Eventually, Rubin heads into the forest to practice, where a crowd of cats gathers around him to hear him play. Zhang writes with verve about the cats and their impassioned singing: “Miiaaoooo,” goes the feline crowd in a “thicket of cacophonous sound,” their howls “a leaping crescendo.”

When at last Rubin performs with the school orchestra at their concert, the pace quickens and the mischief ramps up as a group of waltzing cats appears. Delightful depictions of cats crowd the pages—sometimes nearly every inch—with their leaping, dancing and singing, and soon everyone gets “caught in the whirlwind of Rubin’s sound, flying.”

Ezra Jack Keats Award winner Gracey Zhang (Lala’s Words) fills the illustrations of When Rubin Plays with vivid colors: plenty of scarlets, blues and greens, as well as backgrounds of vibrant yellow and orange. There is an infectious energy to Zhang’s loose lines, particularly the hand-­lettered “eeeeiiii” sounds of Rubin’s violin.
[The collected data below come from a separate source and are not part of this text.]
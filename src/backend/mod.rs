//! Table backends: the remote services statements are translated onto.

mod arc;
mod helpers;
mod memory;
#[cfg(feature = "rest")]
mod rest;

mod sealed {
    pub trait Sealed {}
    impl Sealed for super::memory::Memory {}
    #[cfg(feature = "rest")]
    impl Sealed for super::rest::Rest {}
    impl<T: Sealed> Sealed for std::sync::Arc<T> {}
}

pub use self::memory::{Memory, Request};
#[cfg(feature = "rest")]
pub use self::rest::Rest;
use crate::error::RemoteError;
use crate::internal_macros::future_send;
use crate::query::{Selection, TableQuery};
use crate::record::Row;
use crate::Location;

/// A backend that can be opened at a [`Location`].
pub trait DatabaseBackend: sealed::Sealed + Sized {
    /// Open the backend. No request is made; see [`Adapter::connect`](crate::Adapter::connect)
    /// for a checked construction.
    fn at_location(location: Location) -> Result<Self, RemoteError>;
    /// The location the backend was opened at.
    fn location(&self) -> &Location;
}

/// A backend exposing tables that can be read and upserted into.
///
/// Every call is a single request and is atomic on its own. There is no way to group calls into
/// a transaction.
pub trait TableBackend: DatabaseBackend + Send + Sync {
    /// Read the rows described by `query`.
    fn select(&self, query: TableQuery) -> future_send!(Result<Selection, RemoteError>);

    /// Insert `row` into `table`, replacing any row with the same primary key. Returns the rows as
    /// stored.
    fn upsert(&self, table: &str, row: Row) -> future_send!(Result<Vec<Row>, RemoteError>);
}
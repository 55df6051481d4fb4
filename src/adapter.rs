//! The adapter: a database handle over a table backend.

use crate::backend::TableBackend;
use crate::error::{Error, RemoteError, Result};
use crate::query::TableQuery;
use crate::sql::SelectIntent;
use crate::statement::Statement;
use crate::tracing_shim::{debug, error, info, warn};
use crate::Location;
use serde_json::Value;
use std::sync::atomic::{AtomicBool, Ordering};

/// The table probed when connecting.
pub const PRIMARY_TABLE: &str = "n8n_nodes";

/// A database handle that prepares statements against a table backend.
///
/// The backend is owned for the lifetime of the adapter and shared by every statement prepared
/// from it. There are no transactions: each statement execution is a single, individually atomic
/// request. See [`Adapter::transaction`].
#[derive(Debug)]
pub struct Adapter<Backend> {
    backend: Backend,
    in_transaction: AtomicBool,
}

impl<Backend> Adapter<Backend>
where
    Backend: TableBackend,
{
    /// Wrap a backend without checking that it can be reached.
    #[inline]
    pub const fn new(backend: Backend) -> Self {
        Self {
            backend,
            in_transaction: AtomicBool::new(false),
        }
    }

    /// Open a backend at the given location without checking that it can be reached.
    #[inline]
    pub fn at_location(location: Location) -> Result<Self, RemoteError> {
        Backend::at_location(location).map(Self::new)
    }

    /// Wrap a backend after checking that it can be reached.
    ///
    /// One exact head count is made against [`PRIMARY_TABLE`]. The table not existing yet is
    /// tolerated; any other failure is returned as [`Error::Connect`].
    #[cfg_attr(feature = "tracing", tracing::instrument(skip_all))]
    pub async fn connect(backend: Backend) -> Result<Self> {
        match backend
            .select(TableQuery::from_table(PRIMARY_TABLE).head_count())
            .await
        {
            Ok(selection) => {
                debug!(count = ?selection.count, "probe succeeded");
            }
            Err(err) if err.is_undefined_table(PRIMARY_TABLE) => {
                warn!(%err, "{PRIMARY_TABLE} does not exist yet");
            }
            Err(err) => {
                error!(%err, "failed to initialize adapter");
                return Err(Error::Connect(err));
            }
        }

        info!("adapter initialized");
        Ok(Self::new(backend))
    }

    /// Open a backend at the given location and check that it can be reached.
    pub async fn connect_at(location: Location) -> Result<Self> {
        let backend = Backend::at_location(location).map_err(Error::Connect)?;
        Self::connect(backend).await
    }

    /// The backend statements are executed against.
    pub const fn backend(&self) -> &Backend {
        &self.backend
    }

    /// Prepare a statement from its text. This never fails; see [`Statement`] for what is
    /// translated.
    pub fn prepare(&self, sql: &str) -> Statement<'_, Backend> {
        Statement::new(&self.backend, sql)
    }

    /// Prepare a read against `table` with an explicit intent.
    pub fn prepare_select(&self, table: &str, intent: SelectIntent) -> Statement<'_, Backend> {
        Statement::with_intent(&self.backend, table, intent)
    }

    /// Does nothing. Schema changes are made with the backend's own migration tooling.
    pub fn exec(&self, sql: &str) {
        warn!(sql, "exec() ignored; DDL must be applied through backend migrations");
    }

    /// Does nothing; the backend needs no teardown.
    pub fn close(self) {
        info!("adapter closed");
    }

    /// Does nothing. The backend has no equivalent of SQLite pragmas.
    pub fn pragma(&self, key: &str, value: Option<&Value>) -> Option<Value> {
        debug!(key, ?value, "pragma() not supported");
        None
    }

    /// Whether a [`transaction`](Self::transaction) body is currently running.
    ///
    /// This is informational only. Other users of the adapter are not excluded while it is set.
    pub fn in_transaction(&self) -> bool {
        self.in_transaction.load(Ordering::Acquire)
    }

    /// Run `body` with [`in_transaction`](Self::in_transaction) set.
    ///
    /// No atomicity is provided: statements executed by `body` are applied as they run and are
    /// not rolled back if it fails. The flag is cleared however `body` exits, and its result is
    /// returned unchanged.
    pub fn transaction<T, E>(&self, body: impl FnOnce() -> Result<T, E>) -> Result<T, E> {
        /// Clears the flag on drop, including while unwinding.
        struct Reset<'a>(&'a AtomicBool);

        impl Drop for Reset<'_> {
            fn drop(&mut self) {
                self.0.store(false, Ordering::Release);
            }
        }

        self.in_transaction.store(true, Ordering::Release);
        let _reset = Reset(&self.in_transaction);
        body()
    }

    /// Full-text search is always available through the backend's native text search.
    pub const fn check_fts5_support(&self) -> bool {
        true
    }
}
Zhang states in her author’s note that she was inspired to set her story in Santa Ana de Velasco, Bolivia, after learning about the rich tradition of baroque classical music in the Chiquitos Province and its former mission towns. As a tale about the joys of creating music, When Rubin Plays lands a triumphant ending.

Gracey Zhang fills the illustrations of When Rubin Plays with vivid colors and an infectious energy that crescendos throughout a triumphant tale about the joys of creating music.